A number of people came to faith over the years that she
opened her home to her neighbours, including her husband. Then she moved and
left her friends to carry on what she had begun, while she started again in
her new area. The she moved again I met
her when she invited me to speak to the third group she’d formed – she had
cancer and died a few months later, but what a legacy she left behind her! And
I had a small share in that legacy, even if it was once removed.
So how do you create a legacy? A successful writer in the
USA, Cec Murphy, gives hundreds of dollars away each year to allow beginning
writers to go to a writer’s conference. Other experienced writers invest time
in helping the less experienced put their dreams into words.

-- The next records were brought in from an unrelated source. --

//! Legacy binary workbook adapter (`xls`).
//!
//! Reading goes through calamine. Writing produces a single-sheet BIFF8
//! workbook stream inside an OLE compound file:
//!
//! ```text
//! globals: BOF CODEPAGE WINDOW1 FONT XF*17 BOUNDSHEET SST [CONTINUE...] EOF
//! sheet:   BOF DIMENSIONS ROW* cells* WINDOW2 EOF
//! ```

mod formula;
mod records;

use crate::cell::{check_extent, Grid, Row};
use crate::coerce::{biff_cell_for, grid_from_range, BiffCell};
use crate::error::{Result, SheetError};
use crate::format::Format;
use crate::source::{Input, SeekableInput};
use calamine::{Reader, Xls};
use records::*;
use tracing::{debug, warn};

/// Row limit of a BIFF8 worksheet
pub const MAX_ROWS: usize = 65_536;
/// Column limit of a BIFF8 worksheet
pub const MAX_COLS: usize = 256;
/// Longest sheet name the container accepts
pub const MAX_SHEET_NAME_LEN: usize = 31;

const FORBIDDEN_SHEET_NAME_CHARS: [char; 7] = ['[', ']', ':', '*', '?', '/', '\\'];

/// Options for reading legacy workbooks
#[derive(Debug, Clone)]
pub struct XlsReadOptions {
    /// Return integral numbers as `Int` instead of `Float`
    pub whole_numbers_as_int: bool,
}

impl Default for XlsReadOptions {
    fn default() -> Self {
        XlsReadOptions {
            whole_numbers_as_int: true,
        }
    }
}

impl XlsReadOptions {
    #[must_use]
    pub fn with_whole_numbers_as_int(mut self, whole_numbers_as_int: bool) -> Self {
        self.whole_numbers_as_int = whole_numbers_as_int;
        self
    }
}

/// Options for writing legacy workbooks
#[derive(Debug, Clone)]
pub struct XlsWriteOptions {
    pub sheet_name: String,
}

impl Default for XlsWriteOptions {
    fn default() -> Self {
        XlsWriteOptions {
            sheet_name: "Sheet 1".to_string(),
        }
    }
}

impl XlsWriteOptions {
    #[must_use]
    pub fn with_sheet_name(mut self, name: &str) -> Self {
        self.sheet_name = name.to_string();
        self
    }
}

/// Read the first worksheet of a legacy workbook. Formula cells yield their
/// cached results.
pub fn read(input: Input<'_>, options: &XlsReadOptions) -> Result<Grid> {
    let mut workbook = Xls::new(SeekableInput::open(input)?).map_err(calamine::Error::from)?;

    let sheet_names = workbook.sheet_names();
    let Some(first) = sheet_names.first() else {
        warn!("workbook has no worksheets");
        return Ok(Grid::new());
    };

    let range = workbook
        .worksheet_range(first)
        .map_err(calamine::Error::from)?;
    debug!(sheet = %first, extent = ?range.end(), "reading worksheet");

    Ok(grid_from_range(&range, options.whole_numbers_as_int))
}

/// Write a grid as a single-sheet BIFF8 workbook
pub fn write(grid: &[Row], options: &XlsWriteOptions) -> Result<Vec<u8>> {
    validate_sheet_name(&options.sheet_name)?;
    check_extent(grid, MAX_ROWS, MAX_COLS, Format::Xls)?;

    let mut strings = SharedStrings::default();
    let sheet = sheet_stream(grid, &mut strings)?;

    let mut workbook = Vec::new();
    push_record(&mut workbook, RECORD_BOF, &bof(BOF_DT_WORKBOOK_GLOBALS));
    push_record(&mut workbook, RECORD_CODEPAGE, &CODEPAGE_UTF16.to_le_bytes());
    push_record(&mut workbook, RECORD_WINDOW1, &window1());
    push_record(&mut workbook, RECORD_FONT, &font("Arial"));
    for _ in 0..XF_CELL {
        push_record(&mut workbook, RECORD_XF, &xf_record(0, 0, true));
    }
    push_record(&mut workbook, RECORD_XF, &xf_record(0, 0, false));

    // record header is 4 bytes, the offset field leads the payload
    let sheet_offset_pos = workbook.len() + 4;
    push_record(&mut workbook, RECORD_BOUNDSHEET, &boundsheet(&options.sheet_name));
    strings.write(&mut workbook);
    push_record(&mut workbook, RECORD_EOF, &[]);

    let sheet_offset = workbook.len() as u32;
    workbook[sheet_offset_pos..sheet_offset_pos + 4].copy_from_slice(&sheet_offset.to_le_bytes());
    workbook.extend_from_slice(&sheet);

    debug!(
        bytes = workbook.len(),
        shared_strings = strings.len(),
        "encoded BIFF8 workbook stream"
    );
    compound_file(&workbook)
}

/// Sheet names must be 1 to 31 characters without `[ ] : * ? / \`.
pub fn validate_sheet_name(name: &str) -> Result<()> {
    let len = name.chars().count();
    if len == 0 || len > MAX_SHEET_NAME_LEN {
        return Err(SheetError::InvalidSheetName(format!(
            "'{name}' must be 1 to {MAX_SHEET_NAME_LEN} characters"
        )));
    }
    if let Some(c) = name.chars().find(|c| FORBIDDEN_SHEET_NAME_CHARS.contains(c)) {
        return Err(SheetError::InvalidSheetName(format!(
            "'{name}' contains '{c}'"
        )));
    }
    Ok(())
}

fn sheet_stream(grid: &[Row], strings: &mut SharedStrings) -> Result<Vec<u8>> {
    let cols = grid.iter().map(Vec::len).max().unwrap_or(0);

    let mut sheet = Vec::new();
    push_record(&mut sheet, RECORD_BOF, &bof(BOF_DT_WORKSHEET));
    push_record(&mut sheet, RECORD_DIMENSIONS, &dimensions(grid.len(), cols));

    // Extent checked by the caller, so indices fit in u16
    for (r, row) in grid.iter().enumerate() {
        if !row.is_empty() {
            push_record(&mut sheet, RECORD_ROW, &row_record(r as u16, row.len() as u16));
        }
    }

    for (r, row) in grid.iter().enumerate() {
        let r = r as u16;
        for (c, cell) in row.iter().enumerate() {
            let c = c as u16;
            match biff_cell_for(cell) {
                BiffCell::Blank => push_record(&mut sheet, RECORD_BLANK, &blank_cell(r, c)),
                BiffCell::Number(n) => push_record(&mut sheet, RECORD_NUMBER, &number_cell(r, c, n)),
                BiffCell::Text(s) => {
                    let index = strings.intern(s)?;
                    push_record(&mut sheet, RECORD_LABELSST, &label_sst_cell(r, c, index));
                }
                BiffCell::Formula(body) => {
                    let rgce = formula::compile(body)?;
                    push_record(&mut sheet, RECORD_FORMULA, &formula_cell(r, c, &rgce));
                }
            }
        }
    }

    push_record(&mut sheet, RECORD_WINDOW2, &window2());
    push_record(&mut sheet, RECORD_EOF, &[]);
    Ok(sheet)
}

#[cfg(test)]
mod tests {
    use super::*;
    use crate::cell::CellValue;

    fn roundtrip(grid: &[Row]) -> Grid {
        let bytes = write(grid, &XlsWriteOptions::default()).unwrap();
        read(Input::Bytes(&bytes), &XlsReadOptions::default()).unwrap()
    }

    #[test]
    fn test_roundtrip_values() {
        let grid = vec![
            vec![CellValue::from("name"), CellValue::from("score")],
            vec![CellValue::from("Ann"), CellValue::Int(90)],
            vec![CellValue::from("Bo"), CellValue::Float(72.5), CellValue::from("late")],
            vec![],
            vec![CellValue::Null, CellValue::from("naïve 日本")],
        ];
        assert_eq!(roundtrip(&grid), grid);
    }

    #[test]
    fn test_numeric_text_stays_text() {
        let grid = vec![vec![CellValue::from("12"), CellValue::Int(12)]];
        assert_eq!(roundtrip(&grid), grid);
    }

    #[test]
    fn test_formula_cells_read_back_cached_result() {
        let grid = vec![
            vec![CellValue::Int(1), CellValue::Int(2)],
            vec![CellValue::formula("=SUM(A1:B1)"), CellValue::formula("A1*2")],
        ];
        let restored = roundtrip(&grid);
        assert_eq!(restored[0], grid[0]);
        assert_eq!(restored[1].len(), 2);
        assert!(restored[1].iter().all(|cell| !cell.is_null()));
    }

    #[test]
    fn test_floats_stay_floats_when_asked() {
        let bytes = write(&[vec![CellValue::Int(3)]], &XlsWriteOptions::default()).unwrap();
        let options = XlsReadOptions::default().with_whole_numbers_as_int(false);
        let grid = read(Input::Bytes(&bytes), &options).unwrap();
        assert_eq!(grid, vec![vec![CellValue::Float(3.0)]]);
    }

    #[test]
    fn test_many_strings_spill_into_continue_records() {
        let grid: Grid = (0..2000)
            .map(|i| vec![CellValue::String(format!("row number {i}"))])
            .collect();
        assert_eq!(roundtrip(&grid), grid);
    }

    #[test]
    fn test_roundtrip_across_stream_sizes() {
        for rows in [10, 50, 100, 300, 1000, 5000] {
            let grid: Grid = (0..rows)
                .map(|i| vec![CellValue::Int(i as i64), CellValue::Float(i as f64 + 0.5)])
                .collect();
            assert_eq!(roundtrip(&grid), grid, "{rows} rows");
        }
    }

    #[test]
    fn test_empty_grid() {
        assert!(roundtrip(&[]).is_empty());
    }

    #[test]
    fn test_custom_sheet_name() {
        let options = XlsWriteOptions::default().with_sheet_name("Données");
        let bytes = write(&[vec![CellValue::Int(1)]], &options).unwrap();
        let workbook = Xls::new(std::io::Cursor::new(bytes)).unwrap();
        assert_eq!(workbook.sheet_names(), vec!["Données".to_string()]);
    }

    #[test]
    fn test_invalid_sheet_names() {
        let too_long = "n".repeat(32);
        for name in ["", "a/b", "what?", "[x]", too_long.as_str()] {
            let options = XlsWriteOptions::default().with_sheet_name(name);
            let err = write(&[], &options).unwrap_err();
            assert!(
                matches!(err, SheetError::InvalidSheetName(_)),
                "{name:?} should be rejected"
            );
        }
        assert!(validate_sheet_name(&"n".repeat(31)).is_ok());
    }

    #[test]
    fn test_out_of_range() {
        let wide = vec![vec![CellValue::Int(1); MAX_COLS + 1]];
        assert!(matches!(
            write(&wide, &XlsWriteOptions::default()),
            Err(SheetError::CellOutOfRange { row: 0, col: 256, format: Format::Xls })
        ));

        let tall = vec![vec![]; MAX_ROWS + 1];
        assert!(matches!(
            write(&tall, &XlsWriteOptions::default()),
            Err(SheetError::CellOutOfRange { row: 65_536, col: 0, .. })
        ));
    }

    #[test]
    fn test_unencodable_formula() {
        let grid = vec![vec![CellValue::formula("Other!A1")]];
        let err = write(&grid, &XlsWriteOptions::default()).unwrap_err();
        assert!(matches!(err, SheetError::InvalidFormula { .. }));
    }

    #[test]
    fn test_garbage_is_codec_error() {
        let err = read(Input::Bytes(&[0u8; 64]), &XlsReadOptions::default()).unwrap_err();
        assert!(err.is_codec_failure());
    }
}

But of course it
isn’t just writers who leave a legacy. We all leave something behind us – the
question is will it be for good or for ill?
As I watch
children passing our house on their way to school I’m reminded of the elderly
lady who prayed for a group of teenaged boys who scuffled their way to a school
near her home. One of them was George Verwer, a teenager who came to faith and
a within a short time started Operation Mobilisation www.uk.om.org .
This organisation now has 6.100 people
working in 110 countries reaching out to people through literature, the
creative arts, relief and development work, and so many other ways, to tell
people how their lives can be changed when they meet Jesus.
One elderly lady. I wonder if she felt that there was
little she could do? Maybe she was
housebound. I’m not sure if she ever knew what her prayers had been the
foundation for. But she did what she could, where she could, by using whatever
she had. And God increased her giving a hundredfold.